In January, US President Donald Trump’s administration announced that it would suspend US military aid to Pakistan. At the time, Trump tweeted: “The United States has foolishly given Pakistan more than $33 billion in aid over the last 15 years, and they have given us nothing but lies and deceit.”
Then, in September, the US announced it had cancelled $300m of aid that had already been suspended.
The aid cuts come as Pakistan faces economic challenges after its foreign exchange reserves plummeted, leaving the country in a serious debt crisis.

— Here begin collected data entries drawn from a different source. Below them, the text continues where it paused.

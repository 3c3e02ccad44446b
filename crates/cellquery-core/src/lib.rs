//! cellquery-core - expression analysis, evaluation units and an in-memory
//! host to run them against.

pub mod analysis;
pub mod config;
pub mod error;
pub mod storage;
pub mod unit;
pub mod workbook;

pub use analysis::{Analysis, Analyzer, AnalysisError, BodyKind, Shape, analyze, analyze_in_scope};
pub use config::Config;
pub use error::{Error, FailureKind, Result};
pub use unit::{EmitOptions, EmittedUnit, EvaluationUnit, ReservedNames, emit};
pub use workbook::{CellFormat, RangeHandle, Sheet, Workbook};

pub use cellquery_engine::engine::{CellRef, CellValue, RawGrid};
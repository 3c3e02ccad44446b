//! Collapse whatever an expression returns into the host's grid shape.
//!
//! - ranges and raw grids return their buffer unchanged
//! - a row becomes one grid row
//! - arrays become one column, arrays of arrays a 2D grid padded with
//!   empties to the widest row
//! - single values become a 1x1 grid
//! - empty sequences become a grid with no rows

use std::ops::{Range as IntRange, RangeInclusive};

use rhai::{Array, Dynamic, INT};

use super::range::{Range, RangeValue};
use super::row::{ColumnValue, RowView};
use super::snapshot::CellSnapshot;
use super::value::{CellValue, RawGrid};
use crate::error::QueryError;

/// Normalized result handed back across the Rhai boundary.
#[derive(Clone, Debug, PartialEq)]
pub struct NormalizedGrid(pub RawGrid);

/// Raw value of anything that stands for a single cell.
pub fn cell_value_of(value: &Dynamic) -> Result<CellValue, QueryError> {
    if let Some(v) = CellValue::from_primitive(value) {
        return Ok(v);
    }
    if let Some(column) = value.clone().try_cast::<ColumnValue>() {
        return Ok(column.into_value());
    }
    if let Some(snapshot) = value.clone().try_cast::<CellSnapshot>() {
        return Ok(snapshot.value);
    }
    if let Some(row) = value.clone().try_cast::<RowView>() {
        return row.single().cloned();
    }
    if let Some(Range::Scalar(scalar)) = Range::from_dynamic(value) {
        return Ok(scalar.value().clone());
    }
    Err(QueryError::Unsupported(value.type_name().to_string()))
}

/// Values of anything that stands for one row.
pub fn row_values_of(value: &Dynamic) -> Result<Vec<CellValue>, QueryError> {
    if let Some(row) = value.clone().try_cast::<RowView>() {
        return Ok(row.into_values());
    }
    if value.is_array() {
        let items = value.clone().into_array().unwrap_or_default();
        return items.iter().map(cell_value_of).collect();
    }
    Ok(vec![cell_value_of(value)?])
}

/// Values of anything that stands for a sequence, flattened row by row.
pub fn sequence_values_of(value: &Dynamic) -> Result<Vec<CellValue>, QueryError> {
    if let Some(range) = Range::from_dynamic(value) {
        return Ok(range.to_grid().into_iter().flatten().collect());
    }
    if let Some(r) = value.clone().try_cast::<IntRange<INT>>() {
        return Ok(r.map(CellValue::from).collect());
    }
    if let Some(r) = value.clone().try_cast::<RangeInclusive<INT>>() {
        return Ok(r.map(CellValue::from).collect());
    }
    row_values_of(value)
}

fn pad(mut rows: RawGrid) -> RawGrid {
    let width = rows.iter().map(Vec::len).max().unwrap_or(0);
    for row in rows.iter_mut() {
        row.resize(width, CellValue::Empty);
    }
    rows
}

fn normalize_array(items: Array) -> Result<RawGrid, QueryError> {
    if !items.is_empty() && items.iter().all(Dynamic::is_array) {
        let rows = items
            .iter()
            .map(row_values_of)
            .collect::<Result<RawGrid, _>>()?;
        return Ok(pad(rows));
    }
    items
        .iter()
        .map(|item| cell_value_of(item).map(|v| vec![v]))
        .collect()
}

/// Normalize an expression result into a grid.
pub fn normalize(value: Dynamic) -> Result<RawGrid, QueryError> {
    if let Some(range) = Range::from_dynamic(&value) {
        return Ok(range.to_grid());
    }
    if let Some(NormalizedGrid(grid)) = value.clone().try_cast::<NormalizedGrid>() {
        return Ok(grid);
    }
    if let Some(grid) = value.clone().try_cast::<RawGrid>() {
        return Ok(grid);
    }
    if let Some(row) = value.clone().try_cast::<RowView>() {
        return Ok(vec![row.into_values()]);
    }
    if value.is_array() {
        let items = value
            .into_array()
            .map_err(|t| QueryError::Unsupported(t.to_string()))?;
        return normalize_array(items);
    }
    if value.is::<IntRange<INT>>() || value.is::<RangeInclusive<INT>>() {
        return Ok(sequence_values_of(&value)?
            .into_iter()
            .map(|v| vec![v])
            .collect());
    }
    Ok(vec![vec![cell_value_of(&value)?]])
}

Last month, newly elected Pakistani Prime Minister Imran Khan told MEE that his country was in such desperate financial straits that he was forced to attend the Future Investment Initiative, a financial summit in Saudi Arabia that many Western officials and companies boycotted over the murder of Saudi journalist Jamal Khashoggi.
He ended up securing $6bn in funding there.
 “The reason I feel I have to avail myself of this opportunity [to speak to the Saudi leadership] is because in a country of 210 million people right now we have the worst debt crisis in our history," Khan told MEE several days earlier.
“Unless we get loans from friendly countries or the IMF [the International Monetary Fund] we actually won’t have in another two or three months enough foreign exchange to service our debts or to pay for our imports. So we’re desperate at the moment.”
The US has the largest share of votes at the IMF.
So the plane, said analysts, should also be seen as part of the cash-strapped country’s move away from ideological posturing towards strategic positioning in order to generate revenue, and outreach to Israel is one action Pakistan could take to ingratiate itself to the US.
Ayesha Siddiqa, a Pakistan military expert at SOAS’ South Asia Institute, said: “I think the military is desperate to acquire some money, they are at a point where they will welcome anything that brings them cash."